§ **WHAT TO DO**
Search the entries below for the string "Result" and copy the lines that hold it.

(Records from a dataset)
++++++++++

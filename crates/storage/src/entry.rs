//! Entry block layout
//!
//! ```text
//! offset 0      4          8          12           12+key_len
//!        | key_len | value_len | value_cap | key bytes | value bytes ...    |
//!        |  u32 LE |   u32 LE  |   u32 LE  |           | <- value_cap ->    |
//! ```
//!
//! `value_cap` is whatever the block has left after the header and key, so
//! power-of-two rounding in the region becomes spare value capacity.

use byteorder::{ByteOrder, LittleEndian};
use flymap_core::{Error, Result};

/// Bytes taken by the entry header
pub const HEADER: usize = 12;

/// Largest block whose header fields fit their `u32` slots
pub const MAX_BLOCK: usize = u32::MAX as usize;

/// Block size needed for a key of `key_len` and `value_cap` value bytes
#[inline]
pub fn block_size(key_len: usize, value_cap: usize) -> usize {
    HEADER + key_len + value_cap
}

/// [`block_size`], rejecting blocks whose lengths would not fit the header.
///
/// # Errors
///
/// [`Error::Capacity`] if the block would exceed [`MAX_BLOCK`]
pub fn checked_block_size(key_len: usize, value_cap: usize) -> Result<usize> {
    HEADER
        .checked_add(key_len)
        .and_then(|n| n.checked_add(value_cap))
        .filter(|&size| size <= MAX_BLOCK)
        .ok_or(Error::Capacity {
            len: key_len.saturating_add(value_cap),
            capacity: MAX_BLOCK - HEADER,
        })
}

/// Header field value; callers size blocks through [`checked_block_size`]
#[inline]
fn field(n: usize) -> u32 {
    debug_assert!(n <= MAX_BLOCK);
    n as u32
}

#[inline]
pub fn key_len(block: &[u8]) -> usize {
    LittleEndian::read_u32(&block[0..4]) as usize
}

#[inline]
pub fn value_len(block: &[u8]) -> usize {
    LittleEndian::read_u32(&block[4..8]) as usize
}

#[inline]
pub fn value_cap(block: &[u8]) -> usize {
    LittleEndian::read_u32(&block[8..12]) as usize
}

#[inline]
pub fn set_value_len(block: &mut [u8], len: usize) {
    LittleEndian::write_u32(&mut block[4..8], field(len));
}

/// Key bytes
#[inline]
pub fn key(block: &[u8]) -> &[u8] {
    let len = key_len(block);
    &block[HEADER..HEADER + len]
}

/// Value bytes, trimmed to the stored length
#[inline]
pub fn value(block: &[u8]) -> &[u8] {
    let start = HEADER + key_len(block);
    &block[start..start + value_len(block)]
}

/// Mutable value bytes, trimmed to the stored length
#[inline]
pub fn value_mut(block: &mut [u8]) -> &mut [u8] {
    let start = HEADER + key_len(block);
    let end = start + value_len(block);
    &mut block[start..end]
}

/// Write the header and key into a fresh block.
///
/// The value area is left as-is (zero for a fresh block) and its length set
/// to `value_len`.
pub fn init(block: &mut [u8], key: &[u8], value_len: usize) {
    let cap = block.len() - HEADER - key.len();
    debug_assert!(value_len <= cap);
    LittleEndian::write_u32(&mut block[0..4], field(key.len()));
    LittleEndian::write_u32(&mut block[4..8], field(value_len));
    LittleEndian::write_u32(&mut block[8..12], field(cap));
    block[HEADER..HEADER + key.len()].copy_from_slice(key);
}

/// Recompute `value_cap` after the block moved to a different size class
pub fn refit(block: &mut [u8]) {
    let cap = block.len() - HEADER - key_len(block);
    LittleEndian::write_u32(&mut block[8..12], field(cap));
}

/// Overwrite the value; the caller guarantees `bytes` fits `value_cap`
pub fn write_value(block: &mut [u8], bytes: &[u8]) {
    debug_assert!(bytes.len() <= value_cap(block));
    let start = HEADER + key_len(block);
    block[start..start + bytes.len()].copy_from_slice(bytes);
    set_value_len(block, bytes.len());
}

++++++++++

§ **ANSWER BELOW**
use flymap_core::{Error, Result};
pub fn checked_block_size(key_len: usize, value_cap: usize) -> Result<usize> {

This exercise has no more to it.